Woede-uitbarstingen, weglopen en weer terugkomen, lekken naar de pers en vervolgens een mediastilte. Nee, het gaat niet over Rachel Hazes, maar over het politieke jaar 2024. Het was een jaar waarin het circus in Den Haag een nieuw hoofdstuk kreeg. En als ik heel eerlijk ben: in de kleuterklas van mijn nichtje gaan ze beter met elkaar om.
Geert Wilders. Na jarenlang aan de zijlijn te hebben gestaan, mocht hij eindelijk plaatsnemen aan de onderhandelingstafel. Maar premier worden? Dat was voor VVD, NSC en BBB een brug te ver. Na 13 jaar Rutte besloten de partijen gezamenlijk Dick Schoof naar voren te schuiven als de nieuwe premier. Wilders, zoals we hem kennen, kon het niet laten om zijn in het 1ste debat van schoof zijn ongenoegen uit te drukken en noemde hij Schoof: “Slappe hap!” En dat was nog maar het begin. Het jaar werd gekenmerkt door ontspoorde debatten, zoals toen Fleur Agema tijdens een debat begon te twitteren en vervolgens zelf op het matje werd geroepen. Dit is toch geen manier van besturen?
En dan Marjolein Faber. Mijn held. Zonder woordvoerders of assistenten doet ze alles zelf. Zoals ze zelf zo treffend zei: “Ik ben beleid.” Dit was tijdens de discussie over de omstreden terugkeerborden die zij wilde plaatsen. Ze claimde dat ze de borden daadwerkelijk in Denemarken had gezien. Ze was ook de enige die ze had gezien. In debat met Faber zijn voelt alsof je met een kleuter probeert uit te leggen waarom chocola geen ontbijt is: ontwapenend, frustrerend, maar ergens ook bewonderenswaardig. Toch heeft ze op een vreemde manier mijn bewondering gekregen.
Aan de andere kant van het kamer zien we Frans Timmermans, de leider van de grootste oppositiepartij. Na jaren van ontkenning erkende hij eindelijk dat er een asielprobleem is in Nederland. Maar daar bleef het bij. In plaats van met oplossingen te komen, bleef hij wijzen naar “dom rechts” en populisme. Als leider van de grootste oppositie zou hij zich moeten profileren met een visie, niet met verwijten. Waar staat zijn partij eigenlijk voor? Bruggen bouwen en samenwerken, zegt hij vaak. Maar dat laatste zie ik nauwelijks terug.
Wat mij het meeste zorgen baart, is de manier waarop we in Nederland met elkaar omgaan.
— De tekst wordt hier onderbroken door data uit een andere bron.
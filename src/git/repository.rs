use crate::config::settings::{ConfigError, Settings};
use crate::error::GitResult;
use crate::git::args::{self, CommitOptions, LogOptions, TagListOptions};
use crate::git::executor::{CommandOutput, CommandRunner, ExitPolicy, GitExecutor};
use crate::git::parser::{self, BranchEntry};
use std::hash::{Hash, Hasher};
use std::path::{Path, PathBuf};
use std::sync::Arc;

/// A repository location plus an optional default commit author.
///
/// Construction never touches the filesystem; a path that is missing or is
/// not a repository only shows up as a failure once an operation runs.
/// Two handles are equal when their path and author are equal.
#[derive(Debug, Clone)]
pub struct Repository {
    path: PathBuf,
    author: Option<String>,
    runner: Arc<dyn CommandRunner>,
    policy: ExitPolicy,
}

impl Repository {
    /// Handle for `path` with no default author
    pub fn new<P: AsRef<Path>>(path: P) -> Self {
        Self::with_runner(path, None, Arc::new(GitExecutor::new()))
    }

    /// Handle for `path` committing as `author` unless told otherwise
    pub fn with_author<P: AsRef<Path>>(path: P, author: impl Into<String>) -> Self {
        Self::with_runner(path, Some(author.into()), Arc::new(GitExecutor::new()))
    }

    /// Handle whose commands go through `runner`
    pub fn with_runner<P: AsRef<Path>>(
        path: P,
        author: Option<String>,
        runner: Arc<dyn CommandRunner>,
    ) -> Self {
        Self {
            path: path.as_ref().to_path_buf(),
            author: author.filter(|a| !a.is_empty()),
            runner,
            policy: ExitPolicy::default(),
        }
    }

    /// Handle using the executable, environment, diagnostics and exit
    /// policy from `settings`
    pub fn from_settings<P: AsRef<Path>>(
        path: P,
        author: Option<String>,
        settings: &Settings,
    ) -> Result<Self, ConfigError> {
        let runner = Arc::new(settings.executor()?);
        Ok(Self::with_runner(path, author, runner).with_exit_policy(settings.exit_policy()))
    }

    pub fn with_exit_policy(mut self, policy: ExitPolicy) -> Self {
        self.policy = policy;
        self
    }

    /// Clone `url` into `local_path` with a default `git` executor.
    ///
    /// Runs in the caller's current directory. The returned handle points at
    /// `local_path` and has no default author.
    pub fn clone_remote<P: AsRef<Path>, S: AsRef<str>>(
        url: &str,
        local_path: P,
        extra_args: &[S],
    ) -> GitResult<Self> {
        Self::clone_with(
            Arc::new(GitExecutor::new()),
            ExitPolicy::default(),
            url,
            local_path,
            extra_args,
        )
    }

    /// Clone through a specific runner and exit policy. With
    /// [`ExitPolicy::Ignore`] the handle is returned even if the clone failed.
    pub fn clone_with<P: AsRef<Path>, S: AsRef<str>>(
        runner: Arc<dyn CommandRunner>,
        policy: ExitPolicy,
        url: &str,
        local_path: P,
        extra_args: &[S],
    ) -> GitResult<Self> {
        let local_path = local_path.as_ref();
        let args = args::clone(url, local_path, extra_args)?;
        let output = runner.run(None, &args)?;
        policy.apply(runner.program(), &args, output)?;

        Ok(Self::with_runner(local_path, None, runner).with_exit_policy(policy))
    }

    /// Get the repository path
    pub fn path(&self) -> &Path {
        &self.path
    }

    /// Default commit author, if any
    pub fn author(&self) -> Option<&str> {
        self.author.as_deref()
    }

    pub fn exit_policy(&self) -> ExitPolicy {
        self.policy
    }

    /// Run arbitrary arguments in the repository and return the raw result,
    /// whatever the exit code.
    pub fn run<S: AsRef<str>>(&self, args: &[S]) -> GitResult<CommandOutput> {
        let args: Vec<String> = args.iter().map(|a| a.as_ref().to_string()).collect();
        self.runner.run(Some(&self.path), &args)
    }

    fn execute(&self, args: Vec<String>) -> GitResult<CommandOutput> {
        let output = self.runner.run(Some(&self.path), &args)?;
        self.policy.apply(self.runner.program(), &args, output)
    }

    pub fn init(&self) -> GitResult<CommandOutput> {
        self.execute(args::init())
    }

    /// Hash of the most recent commit
    pub fn id(&self) -> GitResult<String> {
        let output = self.execute(args::id())?;
        Ok(parser::trim_trailing(&output.stdout))
    }

    pub fn add(&self, file: &str) -> GitResult<CommandOutput> {
        self.execute(args::add(file))
    }

    pub fn remove(&self, file: &str) -> GitResult<CommandOutput> {
        self.execute(args::remove(file))
    }

    /// Switch to `reference`, creating it as a new branch first when
    /// `create_branch` is set
    pub fn checkout(&self, reference: &str, create_branch: bool) -> GitResult<CommandOutput> {
        self.execute(args::checkout(reference, create_branch))
    }

    /// Local branch names, without the current-branch marker
    pub fn branches(&self) -> GitResult<Vec<String>> {
        let output = self.execute(args::branches())?;
        parser::parse_branch_names(&output.stdout)
    }

    pub fn branch_entries(&self) -> GitResult<Vec<BranchEntry>> {
        let output = self.execute(args::branches())?;
        parser::parse_branch_list(&output.stdout)
    }

    /// Name of the checked-out branch; `None` before the first commit, on a
    /// detached HEAD and during a rebase
    pub fn current_branch(&self) -> GitResult<Option<String>> {
        Ok(self
            .branch_entries()?
            .into_iter()
            .find(|b| b.is_current && !b.detached)
            .map(|b| b.name))
    }

    /// Create branch `name` at `start`, or at `HEAD` when not given
    pub fn branch(&self, name: &str, start: Option<&str>) -> GitResult<String> {
        let output = self.execute(args::branch(name, start))?;
        Ok(output.output())
    }

    /// Tag names as listed by the tool; filtering is left to the tool
    pub fn tags(&self, options: &TagListOptions) -> GitResult<Vec<String>> {
        let output = self.execute(args::tags(options))?;
        parser::parse_lines(&output.stdout)
    }

    pub fn tag(
        &self,
        name: &str,
        message: &str,
        target: Option<&str>,
        annotated: bool,
    ) -> GitResult<String> {
        let output = self.execute(args::tag(name, message, target, annotated))?;
        Ok(output.output())
    }

    pub fn merge(&self, reference: &str) -> GitResult<CommandOutput> {
        self.execute(args::merge(reference))
    }

    pub fn reset<S: AsRef<str>>(&self, hard: bool, files: &[S]) -> GitResult<CommandOutput> {
        self.execute(args::reset(hard, files))
    }

    /// Node of the most recent commit, looked up through a template.
    ///
    /// Spawns twice: once for [`Repository::id`], once for the lookup.
    pub fn node(&self) -> GitResult<String> {
        let id = self.id()?;
        let output = self.execute(args::node(&id))?;
        Ok(output.stdout.trim().to_string())
    }

    /// Commit with `message`. The author is `options.user` if set, else the
    /// handle's default author, else left to the tool's configuration.
    pub fn commit(&self, message: &str, options: &CommitOptions) -> GitResult<CommandOutput> {
        self.execute(args::commit(message, options, self.author()))
    }

    pub fn log(&self, options: &LogOptions) -> GitResult<String> {
        let output = self.execute(args::log(options))?;
        Ok(output.output())
    }

    pub fn push(&self, dest: Option<&str>, branch: Option<&str>) -> GitResult<CommandOutput> {
        self.execute(args::push(dest, branch))
    }

    pub fn pull(&self, source: Option<&str>, rebase: bool) -> GitResult<CommandOutput> {
        self.execute(args::pull(source, rebase))
    }

    pub fn fetch(&self, source: Option<&str>) -> GitResult<CommandOutput> {
        self.execute(args::fetch(source))
    }
}

impl PartialEq for Repository {
    fn eq(&self, other: &Self) -> bool {
        self.path == other.path && self.author == other.author
    }
}

impl Eq for Repository {}

impl Hash for Repository {
    fn hash<H: Hasher>(&self, state: &mut H) {
        self.path.hash(state);
        self.author.hash(state);
    }
}
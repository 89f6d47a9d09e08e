use crate::audit::AuditLogger;
use crate::git::executor::{DEFAULT_PROGRAM, ExitPolicy, GitExecutor};
use serde::{Deserialize, Serialize};
use std::collections::BTreeMap;
use std::fs;
use std::path::{Path, PathBuf};
use thiserror::Error;

#[derive(Debug, Error)]
pub enum ConfigError {
    #[error("Failed to read config file: {0}")]
    ReadError(#[from] std::io::Error),

    #[error("Failed to parse config file: {0}")]
    ParseError(#[from] toml::de::Error),

    #[error("Failed to serialize config: {0}")]
    SerializeError(#[from] toml::ser::Error),

    #[error("Config directory not found")]
    DirectoryNotFound,

    #[error("Invalid config value: {0}")]
    InvalidValue(String),
}

#[derive(Debug, Default, Deserialize, Serialize, Clone, PartialEq, Eq)]
#[serde(default)]
pub struct Settings {
    pub git: GitSettings,
    pub audit: AuditSettings,
}

#[derive(Debug, Deserialize, Serialize, Clone, PartialEq, Eq)]
#[serde(default)]
pub struct GitSettings {
    /// Executable resolved on the search path
    pub binary: String,
    pub show_commands: bool,
    pub check_exit_status: bool,
    /// Extra environment for every invocation
    pub env: BTreeMap<String, String>,
}

impl Default for GitSettings {
    fn default() -> Self {
        Self {
            binary: DEFAULT_PROGRAM.to_string(),
            show_commands: false,
            check_exit_status: true,
            env: BTreeMap::new(),
        }
    }
}

#[derive(Debug, Default, Deserialize, Serialize, Clone, PartialEq, Eq)]
#[serde(default)]
pub struct AuditSettings {
    pub enabled: bool,
    #[serde(skip_serializing_if = "Option::is_none")]
    pub path: Option<PathBuf>,
}

impl Settings {
    /// Get the config directory path
    pub fn config_dir() -> Result<PathBuf, ConfigError> {
        let home = std::env::var("HOME").map_err(|_| ConfigError::DirectoryNotFound)?;
        Ok(PathBuf::from(home).join(".config").join("gitrun"))
    }

    /// Get the config file path
    pub fn config_path() -> Result<PathBuf, ConfigError> {
        Ok(Self::config_dir()?.join("config.toml"))
    }

    /// Default location of the command history
    pub fn default_audit_path() -> Result<PathBuf, ConfigError> {
        Ok(Self::config_dir()?.join("history.log"))
    }

    /// Load configuration from the default location
    pub fn load() -> Result<Self, ConfigError> {
        Self::load_from(Self::config_path()?)
    }

    /// Load the default location, falling back to defaults when no file exists
    pub fn load_or_default() -> Result<Self, ConfigError> {
        let path = Self::config_path()?;
        if !path.exists() {
            return Ok(Self::default());
        }
        Self::load_from(path)
    }

    /// Load configuration from a specific file
    pub fn load_from<P: AsRef<Path>>(path: P) -> Result<Self, ConfigError> {
        let contents = fs::read_to_string(path)?;
        let settings: Settings = toml::from_str(&contents)?;
        settings.validate()?;
        Ok(settings)
    }

    /// Save configuration to a specific file
    pub fn save_to<P: AsRef<Path>>(&self, path: P) -> Result<(), ConfigError> {
        self.validate()?;

        let path = path.as_ref();
        if let Some(parent) = path.parent() {
            fs::create_dir_all(parent)?;
        }
        fs::write(path, toml::to_string_pretty(self)?)?;

        Ok(())
    }

    /// Validate configuration values
    pub fn validate(&self) -> Result<(), ConfigError> {
        let binary = &self.git.binary;
        if binary.is_empty() || binary.chars().any(char::is_whitespace) {
            return Err(ConfigError::InvalidValue(format!(
                "git.binary must be a single executable name or path, got {:?}",
                binary
            )));
        }

        if let Some(key) = self.git.env.keys().find(|k| k.is_empty() || k.contains('=')) {
            return Err(ConfigError::InvalidValue(format!(
                "invalid environment variable name {:?}",
                key
            )));
        }

        Ok(())
    }

    pub fn exit_policy(&self) -> ExitPolicy {
        if self.git.check_exit_status {
            ExitPolicy::Check
        } else {
            ExitPolicy::Ignore
        }
    }

    /// Build the executor these settings describe
    pub fn executor(&self) -> Result<GitExecutor, ConfigError> {
        let mut executor = GitExecutor::with_program(&self.git.binary)
            .show_commands(self.git.show_commands);
        for (key, value) in &self.git.env {
            executor = executor.env(key, value);
        }

        if self.audit.enabled {
            let path = match &self.audit.path {
                Some(path) => path.clone(),
                None => Self::default_audit_path()?,
            };
            executor = executor.audit(AuditLogger::with_path(path)?);
        }

        Ok(executor)
    }
}
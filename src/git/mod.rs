pub mod args;
pub mod executor;
pub mod parser;
pub mod repository;
pub mod version;

// Re-export commonly used types
pub use args::{CommitOptions, LogOptions, TagListOptions};
pub use executor::{CommandOutput, CommandRunner, ExitPolicy, GitExecutor};
pub use parser::{BranchEntry, parse_branch_list, parse_branch_names, parse_lines, trim_trailing};
pub use repository::Repository;
pub use version::GitVersion;
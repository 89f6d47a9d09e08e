use std::io;
use std::path::PathBuf;
use thiserror::Error;

use crate::config::settings::ConfigError;

/// Errors that can occur during git operations
#[derive(Debug, Error)]
pub enum GitError {
    #[error("Command '{command}' failed with exit code {exit_code}: {}", .output.trim())]
    CommandFailed {
        command: String,
        exit_code: i32,
        output: String,
    },

    #[error("Failed to execute {program}: {source}")]
    Spawn {
        program: String,
        #[source]
        source: io::Error,
    },

    #[error("Failed to parse git output: {0}")]
    ParseError(String),

    #[error("Git version {0} is too old. Minimum required: 2.20")]
    GitVersionTooOld(String),

    #[error("Failed to detect git version: {0}")]
    GitVersionDetectionFailed(String),

    #[error("Path is not valid UTF-8: {}", .0.display())]
    InvalidPath(PathBuf),
}

impl GitError {
    /// Exit code of the failed command, if the error came from one
    pub fn exit_code(&self) -> Option<i32> {
        match self {
            GitError::CommandFailed { exit_code, .. } => Some(*exit_code),
            _ => None,
        }
    }
}

/// Top-level error for callers that combine repository operations with
/// configuration loading.
#[derive(Debug, Error)]
pub enum AppError {
    #[error("Git error: {0}")]
    Git(#[from] GitError),

    #[error("Configuration error: {0}")]
    Config(#[from] ConfigError),

    #[error("I/O error: {0}")]
    Io(#[from] io::Error),
}

/// Result type for git operations
pub type GitResult<T> = std::result::Result<T, GitError>;

/// Result type for application-level operations
pub type AppResult<T> = std::result::Result<T, AppError>;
De Tweede Kamer, ooit een voorbeeld voor de samenleving, is nu een arena van polarisatie en framing. Hoe kunnen we verwachten dat de samenleving minder verdeeld raakt als de politiek zelf zo gepolariseerd is? Nederland voelt niet meer als een. Wit tegen zwart, Jood tegen moslim, de kleine ondernemer tegen het kabinet. Iedereen staat lijnrecht tegenover elkaar.
Ik mis het normale sociale midden. De menselijke maat. Daarom is het fijn om te zien dat het CDA in aanloop naar 2025 weer een opmars maakt in de peilingen. En dat Henri Bontenbal werd uitgeroepen tot politicus van het jaar. Ik ben geen CDA’er, maar het geeft hoop dat mensen de humaniteit weer terug lijken te vinden. Politiek is niet bedoeld om te winnen of te schreeuwen, maar om te verbinden en oplossingen te vinden. Het is tijd dat we afscheid nemen van de populisten en terugkeren naar het humane midden.
Laten we hopen dat 2025 het jaar wordt waarin de koekjes weer gedeeld worden, niet de verwijten. Want eerlijk? Zelfs die kleuterklas van mijn nichtje snapt dat samenwerken beter werkt dan schreeuwen.